The language switcher
When i18n is on, a language switcher appears in the header automatically, generated from your locales. For each page it links the matching translation in every language; where a translation is missing it links the fallback page and marks it as not translated. There’s nothing to configure.
Translated UI
Blume ships built-in translations for its own interface chrome — “On this page”, “Search”, “Edit on GitHub”, and the rest — so a locale with a built-in pack gets translated UI out of the box. You only translate your content.
Packs ship for 36 languages — Arabic, Bengali, Bulgarian, Catalan, Chinese (Simplified and Traditional), Croatian, Czech, Danish, Dutch, Finnish, French, German, Greek, Hebrew, Hindi, Hungarian, Indonesian, Italian, Japanese, Korean, Norwegian, Persian, Polish, Portuguese (and Brazilian Portuguese), Romanian, Russian, Serbian, Slovak, Spanish, Swedish, Thai, Turkish, Ukrainian, and Vietnamese. They’re community-maintained — open a PR to add a locale or sharpen a translation.
Missing or unshipped strings fall back to the default locale, then to English.

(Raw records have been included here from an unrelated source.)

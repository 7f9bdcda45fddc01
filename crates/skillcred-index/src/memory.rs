use std::collections::HashMap;
use std::sync::{RwLock, RwLockReadGuard, RwLockWriteGuard};

use skillcred_core::{
    CoreError, CredentialId, HolderId, LocalCredentialMirror, MirrorStatus, Submission,
    SubmissionId,
};

use crate::error::IndexError;
use crate::traits::{ClaimOutcome, IndexStore};

#[derive(Default)]
struct Tables {
    submissions: HashMap<SubmissionId, Submission>,
    mirrors: HashMap<SubmissionId, LocalCredentialMirror>,
    by_ledger_id: HashMap<CredentialId, SubmissionId>,
}

/// Non-persistent index store, for tests and single-process development.
#[derive(Default)]
pub struct MemoryIndexStore {
    tables: RwLock<Tables>,
}

impl MemoryIndexStore {
    pub fn new() -> Self {
        Self::default()
    }

    fn read(&self) -> Result<RwLockReadGuard<'_, Tables>, IndexError> {
        self.tables
            .read()
            .map_err(|_| IndexError::Unavailable("index lock poisoned".into()))
    }

    fn write(&self) -> Result<RwLockWriteGuard<'_, Tables>, IndexError> {
        self.tables
            .write()
            .map_err(|_| IndexError::Unavailable("index lock poisoned".into()))
    }
}

impl Tables {
    fn store_mirror(&mut self, mirror: LocalCredentialMirror) {
        if let Some(ledger_id) = &mirror.ledger_id {
            self.by_ledger_id
                .insert(ledger_id.clone(), mirror.submission_id.clone());
        }
        self.mirrors.insert(mirror.submission_id.clone(), mirror);
    }
}

impl IndexStore for MemoryIndexStore {
    fn put_submission(&self, submission: &Submission) -> Result<(), IndexError> {
        self.write()?
            .submissions
            .insert(submission.id.clone(), submission.clone());
        Ok(())
    }

    fn get_submission(&self, id: &SubmissionId) -> Result<Option<Submission>, IndexError> {
        Ok(self.read()?.submissions.get(id).cloned())
    }

    fn claim_mirror(&self, mirror: LocalCredentialMirror) -> Result<ClaimOutcome, IndexError> {
        let mut tables = self.write()?;
        if let Some(existing) = tables.mirrors.get(&mirror.submission_id) {
            return Ok(ClaimOutcome::Existing(existing.clone()));
        }
        tables.store_mirror(mirror.clone());
        Ok(ClaimOutcome::Created(mirror))
    }

    fn get_mirror(&self, id: &SubmissionId) -> Result<Option<LocalCredentialMirror>, IndexError> {
        Ok(self.read()?.mirrors.get(id).cloned())
    }

    fn update_mirror(
        &self,
        id: &SubmissionId,
        apply: &mut dyn FnMut(&mut LocalCredentialMirror) -> Result<(), CoreError>,
    ) -> Result<LocalCredentialMirror, IndexError> {
        let mut tables = self.write()?;
        let mut row = tables
            .mirrors
            .get(id)
            .cloned()
            .ok_or_else(|| IndexError::MirrorNotFound(id.clone()))?;
        apply(&mut row)?;
        tables.store_mirror(row.clone());
        Ok(row)
    }

    fn mirror_by_ledger_id(
        &self,
        id: &CredentialId,
    ) -> Result<Option<LocalCredentialMirror>, IndexError> {
        let tables = self.read()?;
        Ok(tables
            .by_ledger_id
            .get(id)
            .and_then(|sub| tables.mirrors.get(sub))
            .cloned())
    }

    fn mirrors_for_holder(
        &self,
        holder: &HolderId,
    ) -> Result<Vec<LocalCredentialMirror>, IndexError> {
        let mut rows: Vec<_> = self
            .read()?
            .mirrors
            .values()
            .filter(|m| &m.holder == holder)
            .cloned()
            .collect();
        rows.sort_by(|a, b| a.created_at.cmp(&b.created_at));
        Ok(rows)
    }

    fn mirrors_with_status(
        &self,
        status: MirrorStatus,
    ) -> Result<Vec<LocalCredentialMirror>, IndexError> {
        let mut rows: Vec<_> = self
            .read()?
            .mirrors
            .values()
            .filter(|m| m.status == status)
            .cloned()
            .collect();
        rows.sort_by(|a, b| a.created_at.cmp(&b.created_at));
        Ok(rows)
    }
}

To override a string or supply your own language, set i18n.ui, keyed by locale:
i18n: {
// …
ui: {
fr: {
search: { button: "Rechercher", placeholder: "Rechercher…" },
page: { previous: "Précédent", next: "Suivant" },
},
},
}
SEO
Localized SEO is handled for you — no per-page metadata to write:
<html lang>anddirare set from the active locale.hreflangalternates link every real translation of a page, plus anx-defaultpointing at the default locale.- Canonical URLs are locale-correct, and JSON-LD carries
inLanguage.
Set deployment.site so these can be emitted as absolute URLs.
Search
Search is scoped to the active language: on a /fr/… page the dialog returns French results, with an All languages toggle to search across every locale at once. The default (Orama) and FlexSearch indexes filter in the browser; hosted providers carry a locale facet on each record.
Right-to-left
Set dir: "rtl" on a locale and Blume mirrors the whole interface — the sidebar, header, table of contents, pagination, search, and menus — and sets <html dir> to match. Two things deliberately stay left-to-right: code blocks (code reads LTR in any language) and fallback content — an untranslated page keeps the direction of the language it’s actually written in, so English shown under an RTL locale still reads correctly while the surrounding chrome mirrors.